Penguins to the rescue in 'Madagascar 3: Europe's Most Wanted'
A movie review of "Madagascar 3: Europe's Most Wanted," a riot of splashy colors; silly 3-D gimmicks; big, broad kid-friendly gags — and those professionally pesky penguins.
McClatchy-Tribune News Service
'Madagascar 3: Europe's Most Wanted,' with the voices of Ben Stiller, Chris Rock, Jada Pinkett Smith, David Schwimmer, Frances McDormand. Directed by Eric Darnell, Tom McGrath and Conrad Vernon, from a screenplay by Darnell and Noah Baumbach. 90 minutes. Rated PG for some mild action and rude humor. Several theaters.
/ "Madagascar 3: Europe's Most Wanted" is a riot of splashy colors; silly 3-D gimmicks; big, broad kid-friendly gags — and those professionally pesky penguins.
And for adults, there's the charming spectacle of Oscar winner Frances McDormand giving voice to her inner Edith Piaf as she belts out "Non, je ne regrette rien" — as a French-accented animal control officer.
The third film in the franchise takes those New York refugees from Africa, where they've been stranded, to Monte Carlo and other points in the eurozone as they try to get back to the Central Park Zoo.
It's running low on new ideas, but it's also funny.
We pick up the story of zoo-escapees Marty the zebra (Chris Rock), Alex the lion (Ben Stiller), Gloria the hippo (Jada Pinkett Smith) and Melman the giraffe (David Schwimmer) in Africa, castaways since their fellow zoo-escapees, the enterprising penguins, have taken off in their modified chimp-powered plane and promised to send help. The penguins are in Monte Carlo, where they've become high rollers — scamming the casinos, trashing the hotel rooms with feather-dusting pillow fights. ("These pillows are filled with BODY PARTS!")

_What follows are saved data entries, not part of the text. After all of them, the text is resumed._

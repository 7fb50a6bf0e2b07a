//! Candidate venues as supplied by a mapping provider.

mod environment;
mod id;

pub use environment::{Environment, INDOOR_TYPES, OUTDOOR_TYPES, SemanticTag};
pub use id::{OpenState, VenueId};

use serde::{Deserialize, Serialize};

use crate::GeoPoint;

/// Highest valid rating.
pub const MAX_RATING: f64 = 5.0;
/// Highest valid price level.
pub const MAX_PRICE_LEVEL: u8 = 4;

const HIGHLY_RATED: f64 = 4.5;
const WELL_RATED: f64 = 4.0;

/// A candidate point of interest.
///
/// Venues are read-only inputs: scoring wraps them in a new
/// [`ScoredVenue`](crate::ScoredVenue) rather than writing onto them.
///
/// # Examples
/// ```
/// use fairweather_core::{Environment, OpenState, Venue};
///
/// let venue = Venue::new("v1", "City Museum")
///     .with_location(51.5, -0.12)
///     .with_types(["museum", "tourist_attraction"])
///     .with_rating(4.6)
///     .with_open_state(OpenState::Open);
/// assert_eq!(venue.primary_type(), Some("museum"));
/// assert_eq!(venue.environment(), Environment::Indoor);
/// ```
#[derive(Debug, Clone, PartialEq, Default, Serialize, Deserialize)]
#[serde(default)]
pub struct Venue {
    /// Provider identifier.
    pub id: VenueId,
    /// Display name.
    pub name: String,
    /// Coordinates; venues without them cannot be scored.
    pub location: Option<GeoPoint>,
    /// Category tags, most specific first.
    pub types: Vec<String>,
    /// Average rating on a `0.0..=5.0` scale.
    pub rating: Option<f64>,
    /// Number of reviews behind [`Self::rating`].
    #[serde(alias = "reviewCount", alias = "userRatingsTotal")]
    pub review_count: Option<u32>,
    /// Current opening status.
    #[serde(alias = "openNow")]
    pub open_now: OpenState,
    /// Ordinal price level from `0` (free) to `4` (very expensive).
    #[serde(alias = "priceLevel")]
    pub price_level: Option<u8>,
    /// Formatted street address.
    pub address: Option<String>,
    /// Free-form weekly opening hours.
    #[serde(alias = "openingHours")]
    pub opening_hours: Vec<String>,
    /// Whether the venue has step-free access.
    #[serde(alias = "wheelchairAccessible")]
    pub wheelchair_accessible: Option<bool>,
    /// Whether the venue suits children.
    #[serde(alias = "familyFriendly")]
    pub family_friendly: Option<bool>,
}

impl Venue {
    /// Construct a venue with only an identifier and name.
    #[must_use]
    pub fn new(id: impl Into<VenueId>, name: impl Into<String>) -> Self {
        Self {
            id: id.into(),
            name: name.into(),
            ..Self::default()
        }
    }

    /// Set the coordinates.
    #[must_use]
    pub const fn with_location(mut self, lat: f64, lng: f64) -> Self {
        self.location = Some(GeoPoint::new(lat, lng));
        self
    }

    /// Replace the category tags.
    #[must_use]
    pub fn with_types<I, S>(mut self, types: I) -> Self
    where
        I: IntoIterator<Item = S>,
        S: Into<String>,
    {
        self.types = types.into_iter().map(Into::into).collect();
        self
    }

    /// Set the rating.
    #[must_use]
    pub const fn with_rating(mut self, rating: f64) -> Self {
        self.rating = Some(rating);
        self
    }

    /// Set the review count.
    #[must_use]
    pub const fn with_review_count(mut self, count: u32) -> Self {
        self.review_count = Some(count);
        self
    }

    /// Set the opening status.
    #[must_use]
    pub const fn with_open_state(mut self, state: OpenState) -> Self {
        self.open_now = state;
        self
    }

    /// Set the price level.
    #[must_use]
    pub const fn with_price_level(mut self, level: u8) -> Self {
        self.price_level = Some(level);
        self
    }

    /// Set the street address.
    #[must_use]
    pub fn with_address(mut self, address: impl Into<String>) -> Self {
        self.address = Some(address.into());
        self
    }

    /// Replace the opening-hours lines.
    #[must_use]
    pub fn with_opening_hours<I, S>(mut self, lines: I) -> Self
    where
        I: IntoIterator<Item = S>,
        S: Into<String>,
    {
        self.opening_hours = lines.into_iter().map(Into::into).collect();
        self
    }

    /// Set the accessibility flag.
    #[must_use]
    pub const fn with_wheelchair_accessible(mut self, accessible: bool) -> Self {
        self.wheelchair_accessible = Some(accessible);
        self
    }

    /// Set the family-friendly flag.
    #[must_use]
    pub const fn with_family_friendly(mut self, family_friendly: bool) -> Self {
        self.family_friendly = Some(family_friendly);
        self
    }

    /// First type tag, used for diversity selection.
    #[must_use]
    pub fn primary_type(&self) -> Option<&str> {
        self.types.first().map(String::as_str)
    }

    /// Report whether any type tag equals `wanted`.
    #[must_use]
    pub fn has_type(&self, wanted: &str) -> bool {
        self.types.iter().any(|t| t == wanted)
    }

    /// Indoor/outdoor classification of the type tags.
    #[must_use]
    pub fn environment(&self) -> Environment {
        Environment::classify(&self.types)
    }

    /// Rating limited to `0.0..=5.0`, or `None` when absent or not finite.
    #[must_use]
    pub fn valid_rating(&self) -> Option<f64> {
        self.rating
            .filter(|r| r.is_finite())
            .map(|r| r.clamp(0.0, MAX_RATING))
    }

    /// Price level limited to `0..=4`.
    #[must_use]
    pub fn valid_price_level(&self) -> Option<u8> {
        self.price_level.map(|level| level.min(MAX_PRICE_LEVEL))
    }

    /// Derived labels: environment, open-now and rating tier.
    ///
    /// # Examples
    /// ```
    /// use fairweather_core::{OpenState, SemanticTag, Venue};
    ///
    /// let venue = Venue::new("p", "Park")
    ///     .with_types(["park"])
    ///     .with_rating(4.2)
    ///     .with_open_state(OpenState::Open);
    /// assert_eq!(
    ///     venue.semantic_tags(),
    ///     vec![SemanticTag::Outdoor, SemanticTag::OpenNow, SemanticTag::WellRated]
    /// );
    /// ```
    #[must_use]
    pub fn semantic_tags(&self) -> Vec<SemanticTag> {
        let mut tags = Vec::new();
        match self.environment() {
            Environment::Indoor => tags.push(SemanticTag::Indoor),
            Environment::Outdoor => tags.push(SemanticTag::Outdoor),
            Environment::Mixed => {}
        }
        if self.open_now == OpenState::Open {
            tags.push(SemanticTag::OpenNow);
        }
        match self.valid_rating() {
            Some(r) if r >= HIGHLY_RATED => tags.push(SemanticTag::HighlyRated),
            Some(r) if r >= WELL_RATED => tags.push(SemanticTag::WellRated),
            _ => {}
        }
        tags
    }
}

Let us pause for a moment to appreciate the voice work by co-director Tom McGrath (of Lynnwood). His penguin "Skipper" has become the most reliable laugh in film animation. Every penguin scene is hilarious — they were the only characters to get their own spinoff TV series.
Alex and the gang have to make their own way to Monte Carlo. That's where they run afoul of Capt. Chantel DuBois (McDormand). She makes a terrific villain as she chases the unruly animals all over Europe after they break the bank at the casino and hide out in a circus.
The main thrust of this comedy is "How are you going to keep our heroes in a zoo after they've tasted the excitement of the circus?" The animals keep weighing which is better — a life in captivity, where they're coddled, or something more challenging.
"Madagascar" has always had that subtext, but it's been less about message and more about laughs. And "Europe's Most Wanted," despite its shrinking ambitions and slow spots, still delivers those — usually in a South Pole tuxedo.